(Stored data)
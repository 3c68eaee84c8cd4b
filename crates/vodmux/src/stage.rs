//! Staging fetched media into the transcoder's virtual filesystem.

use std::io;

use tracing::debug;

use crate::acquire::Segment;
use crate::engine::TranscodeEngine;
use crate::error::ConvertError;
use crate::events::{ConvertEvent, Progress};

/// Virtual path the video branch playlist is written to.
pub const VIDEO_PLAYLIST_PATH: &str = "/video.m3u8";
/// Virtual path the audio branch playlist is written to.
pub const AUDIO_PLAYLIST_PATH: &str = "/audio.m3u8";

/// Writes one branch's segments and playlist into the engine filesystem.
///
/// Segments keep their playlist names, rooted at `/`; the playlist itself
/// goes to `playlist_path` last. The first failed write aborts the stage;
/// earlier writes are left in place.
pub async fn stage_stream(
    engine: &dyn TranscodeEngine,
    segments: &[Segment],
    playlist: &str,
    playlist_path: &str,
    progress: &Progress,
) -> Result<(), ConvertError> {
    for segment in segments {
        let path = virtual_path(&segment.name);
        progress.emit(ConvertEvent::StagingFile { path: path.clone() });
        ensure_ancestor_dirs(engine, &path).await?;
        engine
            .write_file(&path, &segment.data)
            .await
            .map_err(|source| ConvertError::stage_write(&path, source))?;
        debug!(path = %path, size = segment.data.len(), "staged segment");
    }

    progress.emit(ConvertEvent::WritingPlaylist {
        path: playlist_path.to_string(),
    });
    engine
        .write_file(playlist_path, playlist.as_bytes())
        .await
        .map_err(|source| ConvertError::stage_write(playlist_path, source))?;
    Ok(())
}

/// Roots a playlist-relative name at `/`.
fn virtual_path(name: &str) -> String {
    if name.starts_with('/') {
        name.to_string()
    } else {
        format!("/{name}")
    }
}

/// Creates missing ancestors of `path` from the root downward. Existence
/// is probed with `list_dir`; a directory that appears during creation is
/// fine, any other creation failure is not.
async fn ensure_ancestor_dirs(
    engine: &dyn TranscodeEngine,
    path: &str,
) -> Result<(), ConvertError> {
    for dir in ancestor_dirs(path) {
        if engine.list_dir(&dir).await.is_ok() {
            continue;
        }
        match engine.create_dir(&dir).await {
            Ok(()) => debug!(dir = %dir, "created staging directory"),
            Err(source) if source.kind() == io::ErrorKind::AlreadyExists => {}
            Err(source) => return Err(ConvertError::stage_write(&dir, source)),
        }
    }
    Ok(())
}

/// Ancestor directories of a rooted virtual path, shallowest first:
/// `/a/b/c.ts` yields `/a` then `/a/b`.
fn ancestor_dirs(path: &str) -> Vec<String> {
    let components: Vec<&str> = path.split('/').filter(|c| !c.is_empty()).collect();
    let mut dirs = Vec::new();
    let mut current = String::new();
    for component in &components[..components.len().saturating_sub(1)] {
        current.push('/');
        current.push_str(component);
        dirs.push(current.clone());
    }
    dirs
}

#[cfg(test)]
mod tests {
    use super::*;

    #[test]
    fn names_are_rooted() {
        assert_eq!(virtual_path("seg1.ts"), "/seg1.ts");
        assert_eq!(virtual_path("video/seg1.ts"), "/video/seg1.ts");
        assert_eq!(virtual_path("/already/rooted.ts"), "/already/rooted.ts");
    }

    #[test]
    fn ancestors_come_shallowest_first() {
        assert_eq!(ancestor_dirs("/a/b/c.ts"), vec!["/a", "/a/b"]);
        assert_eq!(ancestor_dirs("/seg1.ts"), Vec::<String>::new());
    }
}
* * *
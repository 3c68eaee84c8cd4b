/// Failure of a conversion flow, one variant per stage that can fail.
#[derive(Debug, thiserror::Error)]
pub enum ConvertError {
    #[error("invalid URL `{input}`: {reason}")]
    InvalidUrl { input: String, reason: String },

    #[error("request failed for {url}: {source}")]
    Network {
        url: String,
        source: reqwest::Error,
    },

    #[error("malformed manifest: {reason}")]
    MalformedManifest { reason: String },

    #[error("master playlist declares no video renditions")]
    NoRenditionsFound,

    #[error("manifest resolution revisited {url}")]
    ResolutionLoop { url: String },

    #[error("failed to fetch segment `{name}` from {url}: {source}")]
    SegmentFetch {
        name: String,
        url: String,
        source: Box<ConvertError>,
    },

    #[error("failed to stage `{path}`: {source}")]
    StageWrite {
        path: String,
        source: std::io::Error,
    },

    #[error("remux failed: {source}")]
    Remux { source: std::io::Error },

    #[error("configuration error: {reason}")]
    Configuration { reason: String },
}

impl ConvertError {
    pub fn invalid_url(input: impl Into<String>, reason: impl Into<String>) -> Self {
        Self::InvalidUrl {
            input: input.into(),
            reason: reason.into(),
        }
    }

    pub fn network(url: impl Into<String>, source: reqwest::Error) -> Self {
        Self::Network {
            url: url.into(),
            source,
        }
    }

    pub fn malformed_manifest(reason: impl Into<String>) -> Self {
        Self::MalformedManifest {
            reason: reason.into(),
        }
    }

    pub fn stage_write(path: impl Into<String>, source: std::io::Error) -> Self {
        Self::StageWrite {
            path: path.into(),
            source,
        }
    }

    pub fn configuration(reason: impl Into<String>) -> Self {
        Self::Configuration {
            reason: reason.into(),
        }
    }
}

WORK TO COMPLETE — Take from the entries every line that has the string "audio".

YOUR RESPONSE —
/// Virtual path the audio branch playlist is written to.
pub const AUDIO_PLAYLIST_PATH: &str = "/audio.m3u8";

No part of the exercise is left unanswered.